▸ **What is required**
Note how many lines of the data below hold the word "which", then give that number with no other text.

▸ **Data listing**
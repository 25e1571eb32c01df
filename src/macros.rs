//! Logging macros with `format!` style arguments.
//!
//! Each macro records the call site, which the formatter writes as the
//! `source` field when source recording is enabled.
//!
//! # Examples
//!
//! ```
//! use fanout_log::prelude::*;
//! use fanout_log::audit;
//! use std::sync::Arc;
//!
//! let logger = Logger::builder()
//!     .destination(Arc::new(StreamDestination::stderr()))
//!     .build();
//!
//! let user = "alice";
//! audit!(logger, "password changed for {}", user);
//! ```

/// Log at an explicit level.
///
/// ```
/// # use fanout_log::prelude::*;
/// # let logger = Logger::builder().build();
/// use fanout_log::log;
/// log!(logger, LogLevel::Warn, "queue depth {}", 1200);
/// ```
#[macro_export]
macro_rules! log {
    ($logger:expr, $level:expr, $($arg:tt)+) => {
        $logger.log_at($level, format!($($arg)+), file!(), line!(), module_path!())
    };
}

#[macro_export]
macro_rules! debug {
    ($logger:expr, $($arg:tt)+) => {
        $crate::log!($logger, $crate::LogLevel::Debug, $($arg)+)
    };
}

#[macro_export]
macro_rules! info {
    ($logger:expr, $($arg:tt)+) => {
        $crate::log!($logger, $crate::LogLevel::Info, $($arg)+)
    };
}

/// Log at the audit level, which passes the default filter.
#[macro_export]
macro_rules! audit {
    ($logger:expr, $($arg:tt)+) => {
        $crate::log!($logger, $crate::LogLevel::Audit, $($arg)+)
    };
}

#[macro_export]
macro_rules! warn {
    ($logger:expr, $($arg:tt)+) => {
        $crate::log!($logger, $crate::LogLevel::Warn, $($arg)+)
    };
}

#[macro_export]
macro_rules! error {
    ($logger:expr, $($arg:tt)+) => {
        $crate::log!($logger, $crate::LogLevel::Error, $($arg)+)
    };
}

▸ **Reply**
2